Working data Start Marker

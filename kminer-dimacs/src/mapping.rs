//! Mapping between variable names and DIMACS variable numbers.
use rustc_hash::FxHashMap as HashMap;
use thiserror::Error;

use varisat_formula::Var;

/// A variable name has no DIMACS number.
#[derive(Clone, Debug, Error, PartialEq, Eq)]
#[error("Variable not found in DIMACS model: {}", name)]
pub struct VariableNotFound {
    pub name: String,
}

/// Bidirectional map between variable names and solver variables.
///
/// Besides the named variables the map tracks a high-water mark of used variable numbers.
/// [`add_variable`](VariableMap::add_variable) allocates above that mark, so new variables never
/// collide with numbers that are in use without having a name.
#[derive(Clone, Debug, Default)]
pub struct VariableMap {
    by_name: HashMap<String, Var>,
    by_var: HashMap<Var, String>,
    var_count: usize,
}

impl VariableMap {
    pub fn new() -> VariableMap {
        VariableMap::default()
    }

    /// Maps `name` to `var`, replacing previous mappings of either.
    ///
    /// Returns the variable previously mapped to `name`.
    pub fn insert(&mut self, name: impl Into<String>, var: Var) -> Option<Var> {
        let name = name.into();

        if let Some(old_name) = self.by_var.remove(&var) {
            self.by_name.remove(&old_name);
        }
        let previous = self.by_name.insert(name.clone(), var);
        if let Some(previous) = previous {
            self.by_var.remove(&previous);
        }
        self.by_var.insert(var, name);
        self.reserve(var.index() + 1);

        previous
    }

    /// The variable mapped to `name`.
    pub fn var(&self, name: &str) -> Option<Var> {
        self.by_name.get(name).cloned()
    }

    /// The variable mapped to `name` or an error naming the missing variable.
    pub fn lookup(&self, name: &str) -> Result<Var, VariableNotFound> {
        self.var(name).ok_or_else(|| VariableNotFound {
            name: name.to_owned(),
        })
    }

    pub fn contains(&self, name: &str) -> bool {
        self.by_name.contains_key(name)
    }

    /// The name mapped to `var`.
    pub fn name(&self, var: Var) -> Option<&str> {
        self.by_var.get(&var).map(|name| &name[..])
    }

    /// Returns the variable for `name`, allocating the next unused number if necessary.
    pub fn add_variable(&mut self, name: &str) -> Var {
        if let Some(var) = self.var(name) {
            return var;
        }
        let var = Var::from_index(self.var_count);
        self.insert(name, var);
        var
    }

    /// One more than the largest variable index in use.
    pub fn max_var_count(&self) -> usize {
        self.var_count
    }

    /// Marks all variables with an index below `count` as used.
    pub fn reserve(&mut self, count: usize) {
        self.var_count = self.var_count.max(count);
    }

    /// Number of named variables.
    pub fn len(&self) -> usize {
        self.by_name.len()
    }

    pub fn is_empty(&self) -> bool {
        self.by_name.is_empty()
    }

    /// Named variables ordered by variable number.
    pub fn iter(&self) -> impl Iterator<Item = (&str, Var)> {
        let mut entries: Vec<_> = self
            .by_var
            .iter()
            .map(|(&var, name)| (&name[..], var))
            .collect();
        entries.sort_unstable_by_key(|&(_, var)| var);
        entries.into_iter()
    }
}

Working data End Marker

Reproduce the records above word for word.

▸ **Task answer**:
filename kminer-dimacs/src/mapping.rs
//! Mapping between variable names and DIMACS variable numbers.
use rustc_hash::FxHashMap as HashMap;
use thiserror::Error;

use varisat_formula::Var;

/// A variable name has no DIMACS number.
#[derive(Clone, Debug, Error, PartialEq, Eq)]
#[error("Variable not found in DIMACS model: {}", name)]
pub struct VariableNotFound {
    pub name: String,
}

/// Bidirectional map between variable names and solver variables.
///
/// Besides the named variables the map tracks a high-water mark of used variable numbers.
/// [`add_variable`](VariableMap::add_variable) allocates above that mark, so new variables never
/// collide with numbers that are in use without having a name.
#[derive(Clone, Debug, Default)]
pub struct VariableMap {
    by_name: HashMap<String, Var>,
    by_var: HashMap<Var, String>,
    var_count: usize,
}

impl VariableMap {
    pub fn new() -> VariableMap {
        VariableMap::default()
    }

    /// Maps `name` to `var`, replacing previous mappings of either.
    ///
    /// Returns the variable previously mapped to `name`.
    pub fn insert(&mut self, name: impl Into<String>, var: Var) -> Option<Var> {
        let name = name.into();

        if let Some(old_name) = self.by_var.remove(&var) {
            self.by_name.remove(&old_name);
        }
        let previous = self.by_name.insert(name.clone(), var);
        if let Some(previous) = previous {
            self.by_var.remove(&previous);
        }
        self.by_var.insert(var, name);
        self.reserve(var.index() + 1);

        previous
    }

    /// The variable mapped to `name`.
    pub fn var(&self, name: &str) -> Option<Var> {
        self.by_name.get(name).cloned()
    }

    /// The variable mapped to `name` or an error naming the missing variable.
    pub fn lookup(&self, name: &str) -> Result<Var, VariableNotFound> {
        self.var(name).ok_or_else(|| VariableNotFound {
            name: name.to_owned(),
        })
    }

    pub fn contains(&self, name: &str) -> bool {
        self.by_name.contains_key(name)
    }

    /// The name mapped to `var`.
    pub fn name(&self, var: Var) -> Option<&str> {
        self.by_var.get(&var).map(|name| &name[..])
    }

    /// Returns the variable for `name`, allocating the next unused number if necessary.
    pub fn add_variable(&mut self, name: &str) -> Var {
        if let Some(var) = self.var(name) {
            return var;
        }
        let var = Var::from_index(self.var_count);
        self.insert(name, var);
        var
    }

    /// One more than the largest variable index in use.
    pub fn max_var_count(&self) -> usize {
        self.var_count
    }

    /// Marks all variables with an index below `count` as used.
    pub fn reserve(&mut self, count: usize) {
        self.var_count = self.var_count.max(count);
    }

    /// Number of named variables.
    pub fn len(&self) -> usize {
        self.by_name.len()
    }

    pub fn is_empty(&self) -> bool {
        self.by_name.is_empty()
    }

    /// Named variables ordered by variable number.
    pub fn iter(&self) -> impl Iterator<Item = (&str, Var)> {
        let mut entries: Vec<_> = self
            .by_var
            .iter()
            .map(|(&var, name)| (&name[..], var))
            .collect();
        entries.sort_unstable_by_key(|&(_, var)| var);
        entries.into_iter()
    }
}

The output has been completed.